ASSIGNMENT ▸ At the line containing "assert_eq!(api.code, ErrorCode::Validation);", begin setting down the entries exactly, and stop only after the last line.

PROVIDED INFORMATION ▸
//! Delivery of consultation requests.

use std::time::Duration;

use async_trait::async_trait;
use thiserror::Error;
use tracing::debug;

use crate::core::types::FormFields;

#[derive(Debug, Clone, PartialEq, Eq, Error)]
#[error("submission failed: {message}")]
pub struct SubmissionError {
    pub message: String,
}

impl SubmissionError {
    pub fn new(message: impl Into<String>) -> Self {
        Self {
            message: message.into(),
        }
    }
}

/// Sends a validated consultation request somewhere.
///
/// The consultation controller polls the returned future on its own task and
/// drops it on teardown, so implementations must be cancel-safe.
#[async_trait]
pub trait Submitter: Send + Sync {
    async fn submit(&self, request: &FormFields) -> Result<(), SubmissionError>;
}

/// Accepts every request after a fixed latency. Performs no I/O.
#[derive(Debug, Clone)]
pub struct SimulatedSubmitter {
    latency: Duration,
}

impl SimulatedSubmitter {
    pub fn new(latency: Duration) -> Self {
        Self { latency }
    }
}

#[async_trait]
impl Submitter for SimulatedSubmitter {
    async fn submit(&self, request: &FormFields) -> Result<(), SubmissionError> {
        debug!(
            latency_ms = self.latency.as_millis() as u64,
            service = %request.service,
            "simulating consultation submission"
        );
        tokio::time::sleep(self.latency).await;
        Ok(())
    }
}
//! JSON error bodies returned by the API.

use axum::Json;
use axum::http::StatusCode;
use axum::response::{IntoResponse, Response};
use serde::{Deserialize, Serialize};

use lawxygen::controller::ControllerClosed;
use lawxygen::core::consultation::ConsultationError;
use lawxygen::core::types::FieldError;

#[derive(Debug, Clone, Copy, PartialEq, Eq, Serialize, Deserialize)]
#[serde(rename_all = "snake_case")]
pub enum ErrorCode {
    NotFound,
    Validation,
    Conflict,
    Unavailable,
}

impl ErrorCode {
    pub fn status(self) -> StatusCode {
        match self {
            ErrorCode::NotFound => StatusCode::NOT_FOUND,
            ErrorCode::Validation => StatusCode::UNPROCESSABLE_ENTITY,
            ErrorCode::Conflict => StatusCode::CONFLICT,
            ErrorCode::Unavailable => StatusCode::SERVICE_UNAVAILABLE,
        }
    }
}

#[derive(Debug, Clone, Serialize, Deserialize)]
pub struct ApiError {
    pub code: ErrorCode,
    pub message: String,
    #[serde(default, skip_serializing_if = "Vec::is_empty")]
    pub details: Vec<String>,
}

impl ApiError {
    pub fn new(code: ErrorCode, message: impl Into<String>) -> Self {
        Self {
            code,
            message: message.into(),
            details: Vec::new(),
        }
    }

    pub fn session_not_found() -> Self {
        Self::new(ErrorCode::NotFound, "session not found")
    }
}

impl IntoResponse for ApiError {
    fn into_response(self) -> Response {
        (self.code.status(), Json(self)).into_response()
    }
}

impl From<ControllerClosed> for ApiError {
    fn from(_: ControllerClosed) -> Self {
        Self::session_not_found()
    }
}

impl From<FieldError> for ApiError {
    fn from(err: FieldError) -> Self {
        Self::new(ErrorCode::NotFound, err.to_string())
    }
}

impl From<ConsultationError> for ApiError {
    fn from(err: ConsultationError) -> Self {
        match err {
            ConsultationError::Validation(validation) => Self {
                code: ErrorCode::Validation,
                message: "invalid consultation request".to_string(),
                details: validation.problems.iter().map(|p| p.to_string()).collect(),
            },
            ConsultationError::NotEditable { .. } => Self::new(ErrorCode::Conflict, err.to_string()),
            ConsultationError::Closed => Self::session_not_found(),
        }
    }
}

#[cfg(test)]
mod tests {
    use super::*;
    use lawxygen::core::types::FormField;
    use lawxygen::core::validation::{FieldProblem, Problem, ValidationError};

    #[test]
    fn validation_error_lists_each_problem() {
        let err = ConsultationError::Validation(ValidationError {
            problems: vec![
                FieldProblem {
                    field: FormField::Name,
                    problem: Problem::Required,
                },
                FieldProblem {
                    field: FormField::Email,
                    problem: Problem::MalformedEmail,
                },
            ],
        });

        let api = ApiError::from(err);
        assert_eq!(api.code, ErrorCode::Validation);
        assert_eq!(api.details.len(), 2);
        assert!(api.details[0].starts_with("name"));
        assert!(api.details[1].starts_with("email"));
    }

    #[test]
    fn codes_serialize_snake_case() {
        let body = serde_json::to_value(ApiError::new(ErrorCode::NotFound, "gone")).expect("json");
        assert_eq!(body, serde_json::json!({"code": "not_found", "message": "gone"}));
        assert_eq!(ErrorCode::Unavailable.status(), StatusCode::SERVICE_UNAVAILABLE);
    }
}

RESPONSE TO THE TASK ▸
        assert_eq!(api.code, ErrorCode::Validation);
        assert_eq!(api.details.len(), 2);
        assert!(api.details[0].starts_with("name"));
        assert!(api.details[1].starts_with("email"));
    }

    #[test]
    fn codes_serialize_snake_case() {
        let body = serde_json::to_value(ApiError::new(ErrorCode::NotFound, "gone")).expect("json");
        assert_eq!(body, serde_json::json!({"code": "not_found", "message": "gone"}));
        assert_eq!(ErrorCode::Unavailable.status(), StatusCode::SERVICE_UNAVAILABLE);
    }
}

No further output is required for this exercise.